Problem
Please give an exact copy of every line from the one holding "sink.set(now_reduced);" through the final line of the records below.

Input material

....

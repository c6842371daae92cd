// Shared interaction and render tuning constants used by the web frontend.

// Hero tilt
pub const TILT_GAIN_DEG: f32 = 10.0; // degrees per unit of offset from the box centre
pub const TILT_LIMIT_DEG: f32 = 10.0; // symmetric clamp for rx and ry
pub const TILT_PERSPECTIVE_PX: u32 = 900;

// Spotlight, in percent of the viewport
pub const SPOTLIGHT_ORIGIN_PCT: [f32; 2] = [50.0, 25.0];
pub const PERCENT_MAX: f32 = 100.0;

// Cursor
pub const CURSOR_RING_PX: f32 = 34.0;
pub const CURSOR_RING_EMPHASIZED_PX: f32 = 56.0;
pub const CURSOR_DOT_PX: f32 = 6.0;
pub const CURSOR_DOT_OPACITY: f32 = 0.9;

// CSS transition durations
pub const CURSOR_TRANSITION_MS: u32 = 180;
pub const SPOTLIGHT_TRANSITION_MS: u32 = 120;
pub const TILT_TRANSITION_MS: u32 = 120;

pub const REDUCED_MOTION_QUERY: &str = "(prefers-reduced-motion: reduce)";
//! Reduced-motion preference as an injected port.
//!
//! The host's accessibility setting is read through [`MotionSource`] instead of
//! ambient globals so that tests can drive it with [`ManualMotion`]. Every
//! subscription is an RAII [`Subscription`]: dropping it releases the listener.

use fnv::FnvHashMap;
use std::cell::{Cell, RefCell};
use std::fmt;
use std::rc::{Rc, Weak};

/// Invoked with `true` when reduced motion becomes requested, `false` when lifted.
pub type MotionCallback = Box<dyn FnMut(bool)>;

pub trait MotionSource {
    /// Current setting, read synchronously.
    fn prefers_reduced_motion(&self) -> bool;

    /// Register for change notifications until the returned guard is dropped.
    fn subscribe(&self, callback: MotionCallback) -> Subscription;
}

/// Releases a listener exactly once, when dropped.
#[must_use = "dropping a Subscription releases it immediately"]
pub struct Subscription {
    release: Option<Box<dyn FnOnce()>>,
}

impl Subscription {
    pub fn new(release: impl FnOnce() + 'static) -> Self {
        Self {
            release: Some(Box::new(release)),
        }
    }

    /// A subscription with nothing to release, for sources that never change.
    pub fn detached() -> Self {
        Self { release: None }
    }

    pub fn is_detached(&self) -> bool {
        self.release.is_none()
    }
}

impl Drop for Subscription {
    fn drop(&mut self) {
        if let Some(release) = self.release.take() {
            release();
        }
    }
}

impl fmt::Debug for Subscription {
    fn fmt(&self, f: &mut fmt::Formatter<'_>) -> fmt::Result {
        f.debug_struct("Subscription")
            .field("detached", &self.is_detached())
            .finish()
    }
}

/// Used when the host cannot report the setting: motion is allowed.
#[derive(Clone, Copy, Debug, Default)]
pub struct NoMotionPreference;

impl MotionSource for NoMotionPreference {
    fn prefers_reduced_motion(&self) -> bool {
        false
    }

    fn subscribe(&self, _callback: MotionCallback) -> Subscription {
        Subscription::detached()
    }
}

type SharedCallback = Rc<RefCell<MotionCallback>>;

#[derive(Default)]
struct ManualInner {
    reduced: Cell<bool>,
    next_id: Cell<u64>,
    subscribers: RefCell<FnvHashMap<u64, SharedCallback>>,
}

/// Settable source that notifies its subscribers on every change.
#[derive(Clone, Default)]
pub struct ManualMotion {
    inner: Rc<ManualInner>,
}

impl ManualMotion {
    pub fn new(reduced: bool) -> Self {
        let motion = Self::default();
        motion.inner.reduced.set(reduced);
        motion
    }

    /// Update the setting. Subscribers are only called when the value changes.
    pub fn set(&self, reduced: bool) {
        if self.inner.reduced.replace(reduced) == reduced {
            return;
        }
        // Callbacks may drop subscriptions, so iterate over a detached copy and
        // skip anything released mid-notification.
        let targets: Vec<(u64, SharedCallback)> = self
            .inner
            .subscribers
            .borrow()
            .iter()
            .map(|(id, cb)| (*id, cb.clone()))
            .collect();
        for (id, callback) in targets {
            if !self.inner.subscribers.borrow().contains_key(&id) {
                continue;
            }
            let mut callback = callback.borrow_mut();
            (*callback)(reduced);
        }
    }

    pub fn subscriber_count(&self) -> usize {
        self.inner.subscribers.borrow().len()
    }
}

impl MotionSource for ManualMotion {
    fn prefers_reduced_motion(&self) -> bool {
        self.inner.reduced.get()
    }

    fn subscribe(&self, callback: MotionCallback) -> Subscription {
        let id = self.inner.next_id.get();
        self.inner.next_id.set(id + 1);
        self.inner
            .subscribers
            .borrow_mut()
            .insert(id, Rc::new(RefCell::new(callback)));

        let weak: Weak<ManualInner> = Rc::downgrade(&self.inner);
        Subscription::new(move || {
            if let Some(inner) = weak.upgrade() {
                inner.subscribers.borrow_mut().remove(&id);
            }
        })
    }
}

impl fmt::Debug for ManualMotion {
    fn fmt(&self, f: &mut fmt::Formatter<'_>) -> fmt::Result {
        f.debug_struct("ManualMotion")
            .field("reduced", &self.inner.reduced.get())
            .field("subscribers", &self.subscriber_count())
            .finish()
    }
}

/// Live view of the motion preference for the lifetime of the presentation layer.
///
/// Initialised synchronously from the source, then kept current by a
/// subscription that is released when the gate is dropped.
#[derive(Debug)]
pub struct MotionGate {
    reduced: Rc<Cell<bool>>,
    _subscription: Subscription,
}

impl MotionGate {
    pub fn new(source: &dyn MotionSource) -> Self {
        let reduced = Rc::new(Cell::new(source.prefers_reduced_motion()));
        let sink = reduced.clone();
        let subscription = source.subscribe(Box::new(move |now_reduced| {
            log::debug!("[motion] reduced motion = {}", now_reduced);
            sink.set(now_reduced);
        }));
        Self {
            reduced,
            _subscription: subscription,
        }
    }

    #[inline]
    pub fn reduced_motion(&self) -> bool {
        self.reduced.get()
    }
}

....

Output for this task
            sink.set(now_reduced);
        }));
        Self {
            reduced,
            _subscription: subscription,
        }
    }

    #[inline]
    pub fn reduced_motion(&self) -> bool {
        self.reduced.get()
    }
}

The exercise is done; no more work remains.